**Task item:**
Copy the whole listing below exactly, with nothing left out.
╭─ Given information
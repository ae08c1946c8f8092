use nalgebra::DVector;
use serde::{Deserialize, Serialize};
use tracing::debug;

use crate::dynamical_systems::{State, SystemDefinition};
use crate::error::{ChaosError, ChaosResult};
use crate::integrator::{integrate, IntegratorConfig};

/// How far to follow a trajectory.
#[derive(Debug, Clone, Copy, PartialEq, Serialize, Deserialize)]
pub enum Horizon {
    /// Number of map applications.
    Steps(usize),
    /// Flow time span `[0, t_max]`, resampled at `n_points` evenly spaced times.
    Time { t_max: f64, n_points: usize },
}

/// A sampled trajectory.
///
/// `times` holds the iterate index for maps and the sample time for flows.
#[derive(Debug, Clone, PartialEq, Serialize, Deserialize)]
pub struct Orbit {
    times: Vec<f64>,
    states: Vec<State>,
}

impl Orbit {
    pub(crate) fn from_parts(times: Vec<f64>, states: Vec<State>) -> Self {
        debug_assert_eq!(times.len(), states.len());
        Self { times, states }
    }

    pub fn times(&self) -> &[f64] {
        &self.times
    }

    pub fn states(&self) -> &[State] {
        &self.states
    }

    pub fn into_states(self) -> Vec<State> {
        self.states
    }

    pub fn len(&self) -> usize {
        self.states.len()
    }

    pub fn is_empty(&self) -> bool {
        self.states.is_empty()
    }

    pub fn dim(&self) -> usize {
        self.states.first().map_or(0, |s| s.len())
    }

    pub fn last(&self) -> Option<&State> {
        self.states.last()
    }

    pub fn stats(&self) -> TrajectoryStats {
        TrajectoryStats::from_points(&self.states)
    }
}

/// Generate an orbit of a map or a flow.
pub fn generate_orbit(
    system: &SystemDefinition,
    x0: &State,
    horizon: Horizon,
    config: &IntegratorConfig,
) -> ChaosResult<Orbit> {
    if x0.iter().any(|v| !v.is_finite()) {
        return Err(ChaosError::integration(0.0, "initial state is not finite"));
    }

    match (system, horizon) {
        (SystemDefinition::Map(_), Horizon::Steps(n_steps)) => {
            let mut times = Vec::with_capacity(n_steps + 1);
            let mut states = Vec::with_capacity(n_steps + 1);
            let mut current = x0.clone();
            times.push(0.0);
            states.push(current.clone());
            for i in 0..n_steps {
                current = system.evaluate(i as f64, &current)?;
                times.push((i + 1) as f64);
                states.push(current.clone());
            }
            Ok(Orbit::from_parts(times, states))
        }
        (SystemDefinition::Flow(_), Horizon::Time { t_max, n_points }) => {
            if !(t_max.is_finite() && t_max > 0.0) {
                return Err(ChaosError::invalid("t_max must be positive"));
            }
            if n_points < 2 {
                return Err(ChaosError::invalid("a flow orbit needs at least 2 samples"));
            }
            let solution = integrate(system, 0.0, x0, t_max, config)?;
            debug!(steps = solution.len(), t_max, "flow orbit integrated");
            let (times, states) = solution.resample(n_points);
            Ok(Orbit::from_parts(times, states))
        }
        (_, horizon) => Err(ChaosError::invalid(format!(
            "horizon {:?} does not fit a {:?} system",
            horizon,
            system.kind()
        ))),
    }
}

/// Bounding box, centroid and spread of a point cloud.
#[derive(Debug, Clone, PartialEq, Serialize, Deserialize)]
pub struct TrajectoryStats {
    pub count: usize,
    pub min: Vec<f64>,
    pub max: Vec<f64>,
    pub centroid: Vec<f64>,
    /// Diagonal length of the bounding box.
    pub spread: f64,
}

impl TrajectoryStats {
    pub fn from_points(points: &[State]) -> Self {
        let dim = points.first().map_or(0, |p| p.len());
        if points.is_empty() {
            return Self {
                count: 0,
                min: Vec::new(),
                max: Vec::new(),
                centroid: Vec::new(),
                spread: 0.0,
            };
        }

        let mut min = vec![f64::INFINITY; dim];
        let mut max = vec![f64::NEG_INFINITY; dim];
        let mut sum = DVector::<f64>::zeros(dim);
        for p in points {
            for j in 0..dim {
                min[j] = min[j].min(p[j]);
                max[j] = max[j].max(p[j]);
            }
            sum += p;
        }

        let centroid = (sum / points.len() as f64).iter().copied().collect();
        let spread = min
            .iter()
            .zip(&max)
            .map(|(lo, hi)| (hi - lo).powi(2))
            .sum::<f64>()
            .sqrt();

        Self {
            count: points.len(),
            min,
            max,
            centroid,
            spread,
        }
    }

    /// Product of the bounding-box side lengths.
    pub fn bounding_volume(&self) -> f64 {
        if self.count == 0 {
            return 0.0;
        }
        self.min.iter().zip(&self.max).map(|(lo, hi)| hi - lo).product()
    }
}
╰─
**Your solution:**
repository ae08c1946c8f8092
use nalgebra::DVector;
use serde::{Deserialize, Serialize};
use tracing::debug;

use crate::dynamical_systems::{State, SystemDefinition};
use crate::error::{ChaosError, ChaosResult};
use crate::integrator::{integrate, IntegratorConfig};

/// How far to follow a trajectory.
#[derive(Debug, Clone, Copy, PartialEq, Serialize, Deserialize)]
pub enum Horizon {
    /// Number of map applications.
    Steps(usize),
    /// Flow time span `[0, t_max]`, resampled at `n_points` evenly spaced times.
    Time { t_max: f64, n_points: usize },
}

/// A sampled trajectory.
///
/// `times` holds the iterate index for maps and the sample time for flows.
#[derive(Debug, Clone, PartialEq, Serialize, Deserialize)]
pub struct Orbit {
    times: Vec<f64>,
    states: Vec<State>,
}

impl Orbit {
    pub(crate) fn from_parts(times: Vec<f64>, states: Vec<State>) -> Self {
        debug_assert_eq!(times.len(), states.len());
        Self { times, states }
    }

    pub fn times(&self) -> &[f64] {
        &self.times
    }

    pub fn states(&self) -> &[State] {
        &self.states
    }

    pub fn into_states(self) -> Vec<State> {
        self.states
    }

    pub fn len(&self) -> usize {
        self.states.len()
    }

    pub fn is_empty(&self) -> bool {
        self.states.is_empty()
    }

    pub fn dim(&self) -> usize {
        self.states.first().map_or(0, |s| s.len())
    }

    pub fn last(&self) -> Option<&State> {
        self.states.last()
    }

    pub fn stats(&self) -> TrajectoryStats {
        TrajectoryStats::from_points(&self.states)
    }
}

/// Generate an orbit of a map or a flow.
pub fn generate_orbit(
    system: &SystemDefinition,
    x0: &State,
    horizon: Horizon,
    config: &IntegratorConfig,
) -> ChaosResult<Orbit> {
    if x0.iter().any(|v| !v.is_finite()) {
        return Err(ChaosError::integration(0.0, "initial state is not finite"));
    }

    match (system, horizon) {
        (SystemDefinition::Map(_), Horizon::Steps(n_steps)) => {
            let mut times = Vec::with_capacity(n_steps + 1);
            let mut states = Vec::with_capacity(n_steps + 1);
            let mut current = x0.clone();
            times.push(0.0);
            states.push(current.clone());
            for i in 0..n_steps {
                current = system.evaluate(i as f64, &current)?;
                times.push((i + 1) as f64);
                states.push(current.clone());
            }
            Ok(Orbit::from_parts(times, states))
        }
        (SystemDefinition::Flow(_), Horizon::Time { t_max, n_points }) => {
            if !(t_max.is_finite() && t_max > 0.0) {
                return Err(ChaosError::invalid("t_max must be positive"));
            }
            if n_points < 2 {
                return Err(ChaosError::invalid("a flow orbit needs at least 2 samples"));
            }
            let solution = integrate(system, 0.0, x0, t_max, config)?;
            debug!(steps = solution.len(), t_max, "flow orbit integrated");
            let (times, states) = solution.resample(n_points);
            Ok(Orbit::from_parts(times, states))
        }
        (_, horizon) => Err(ChaosError::invalid(format!(
            "horizon {:?} does not fit a {:?} system",
            horizon,
            system.kind()
        ))),
    }
}

/// Bounding box, centroid and spread of a point cloud.
#[derive(Debug, Clone, PartialEq, Serialize, Deserialize)]
pub struct TrajectoryStats {
    pub count: usize,
    pub min: Vec<f64>,
    pub max: Vec<f64>,
    pub centroid: Vec<f64>,
    /// Diagonal length of the bounding box.
    pub spread: f64,
}

impl TrajectoryStats {
    pub fn from_points(points: &[State]) -> Self {
        let dim = points.first().map_or(0, |p| p.len());
        if points.is_empty() {
            return Self {
                count: 0,
                min: Vec::new(),
                max: Vec::new(),
                centroid: Vec::new(),
                spread: 0.0,
            };
        }

        let mut min = vec![f64::INFINITY; dim];
        let mut max = vec![f64::NEG_INFINITY; dim];
        let mut sum = DVector::<f64>::zeros(dim);
        for p in points {
            for j in 0..dim {
                min[j] = min[j].min(p[j]);
                max[j] = max[j].max(p[j]);
            }
            sum += p;
        }

        let centroid = (sum / points.len() as f64).iter().copied().collect();
        let spread = min
            .iter()
            .zip(&max)
            .map(|(lo, hi)| (hi - lo).powi(2))
            .sum::<f64>()
            .sqrt();

        Self {
            count: points.len(),
            min,
            max,
            centroid,
            spread,
        }
    }

    /// Product of the bounding-box side lengths.
    pub fn bounding_volume(&self) -> f64 {
        if self.count == 0 {
            return 0.0;
        }
        self.min.iter().zip(&self.max).map(|(lo, hi)| hi - lo).product()
    }
}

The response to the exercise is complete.